Me (F/28) and my BF (M/27) (1 year together) are dancers. We used to go out dancing quite a bit (salsa & bachata dancing). Usually the way our routine would go is that we would go meet up at home and then go out together or meet up at the dance place after work and wait for the other one to arrive, go in together, dance for a few songs at least and then later on dance with some other people, dance with each other again, dancing about 50% with each other and 50% or less with other people, but spend time at the beginning talking, maybe getting a drink first, sharing a few dances together first. This made it feel like we were going out TOGETHER.

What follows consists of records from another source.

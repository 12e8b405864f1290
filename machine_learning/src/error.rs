use std::{
    error::Error,
    fmt::{self, Display},
};

use codec::CodecErr;

use crate::NormalizerKind;

/// The result type used in the entire machine learning module.
pub type Result<T> = std::result::Result<T, MlErr>;

/// The machine learning module's error type.
#[derive(Debug)]
pub enum MlErr {
    ShapeMismatch {
        what: &'static str,
        got: usize,
        expected: usize,
    },
    NormalizerNotFit {
        which: NormalizerKind,
    },
    NumericDivergence {
        what: &'static str,
    },
    EmptyDataset,
    InvalidLayout(String),
    Codec(CodecErr),
}

impl Display for MlErr {
    fn fmt(&self, f: &mut fmt::Formatter<'_>) -> fmt::Result {
        match self {
            MlErr::ShapeMismatch {
                what,
                got,
                expected,
            } => write!(
                f,
                "There's a shape mismatch in {what}, got {got} and expected {expected}"
            ),
            MlErr::NormalizerNotFit { which } => {
                write!(f, "The {which} normalizer was used before being fit")
            }
            MlErr::NumericDivergence { what } => {
                write!(f, "Found a non finite value in {what}, the model state is corrupted")
            }
            MlErr::EmptyDataset => write!(f, "Tried to fit or train on an empty dataset"),
            MlErr::InvalidLayout(detail) => write!(f, "Invalid model layout: {detail}"),
            MlErr::Codec(e) => write!(f, "Checkpoint codec error: {e}"),
        }
    }
}

impl Error for MlErr {
    fn source(&self) -> Option<&(dyn Error + 'static)> {
        match self {
            MlErr::Codec(e) => Some(e),
            _ => None,
        }
    }
}

impl From<CodecErr> for MlErr {
    fn from(value: CodecErr) -> Self {
        Self::Codec(value)
    }
}

impl From<std::io::Error> for MlErr {
    fn from(value: std::io::Error) -> Self {
        Self::Codec(CodecErr::from(value))
    }
}
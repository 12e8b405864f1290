mod act_fn;
mod leaky_relu;

pub use act_fn::ActFn;
pub use leaky_relu::LeakyRelu;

Also side note, it’s totally normal for dancers to dance with people other than there partner. Some want to only dance with their partner, some dance with their partner more than anyone else, but also dance with other people.

Well the past 3 months I only went out about 2-3 times because I had an illness for a while that was causing me really bad chronic fatigue and joint pain. But recently, it has gotten a lot better and so I was excited to go out again. During this time, he’s mostly gone out by himself, usually once or twice a week.

A few days ago I wanted to go out dancing and he said was like “okay sounds good.” Then later changed his mind and said he’d rather go out alone because he needed some alone time since they made him work overtime everyday this week and our relationship had been a little tense, probably bc of my illness and other things. He said he’s trying to work on saying his wants and needs and trying not to feel guilty about it. I understood. But was kind of put off by it because he’s literally gone out dancing EVERYTIME by himself these past few months aside from about 2-3 times.

Also, another side note… don’t assume he’s cheating, he’s not. We both know people who go out to these places and if he were, they would see him doing it and tell me. Also he’s just not like that. Plus, we sleep next to each other every night and he always tells me how it goes and has no signs of guilt whatsoever.

Anyway, even though I was a bit upset, I understood considering the circumstances with his work and everything. Well he comes home and tells me he didn’t have that much fun bc it was dead and that he should have came home early and hung out with me and that he’s really excited to go out dancing with me the following Tuesday.

Tuesday rolls around and he didn’t communicate anything about when he was gonna show up like we would usually do, just sends me a text that says “ill see you there” around the time both of us are heading there. I call him confused where he is at and he tells me he’s almost there. I was like “oh I’m like 25 mins away.” I was kinda surprised he didn’t communicate this to me earlier. Then he tells me he’s going to go in and start dancing and I can meet him inside. To me this doesnt feel like going together. This feels like him going out dancing and seeing his friends and I’m just showing up. He called me when he got there and said “do you not feel good? Is that way you seem like you don’t want to go?” (He could tell by my tone that I wasn’t happy). I said no it was just I didn’t want to go in by myself and dance with someone I don’t know right off the bat. He said “okay, but you’re okay if I start dancing with other people?” I said yes because at the time I wasn’t sure why I was upset and I dont get jealous of him dancing with others. He ended up getting there only 12 minutes before me and couldn’t even wait to go in with me like he used to. It makes me feel unimportant and like this isn’t a date but me just being there while he goes out dancing by himself. He used to wait even longer if I was like 20 mins behind him or something.

I sit in my car upset, trying to calm down. He calls me and asks where I am (I’ve now been parked for 30 mins). I tell him that Im just reading something and Ill be in soon. He pauses and says “idk why youre being like this in an obviously upset tone.” I tell him “im just stressed and im trying to calm down. Please just go have fun. Ill be inside soon.” He replies “okay” in an irritated tone and hangs up on me.

All of this really upsets me. It sometimes takes me a while to process and understand what I’m feeling. I don’t like dancing with random men most the night bc then there’s a higher chance ill come across someone creepy and especially bc they won’t see I came in with my partner. Also it just felt rude and inconsiderate and not like a date like it used to. I feel like even friends wait for each other when they go out dancing. But maybe I am over reacting. What do you think?

TLDR: Boyfriend cant wait 12 minutes to go into the dancing place together and starts dancing with others before I arrive. Then gets annoyed that I’m stressed in my car.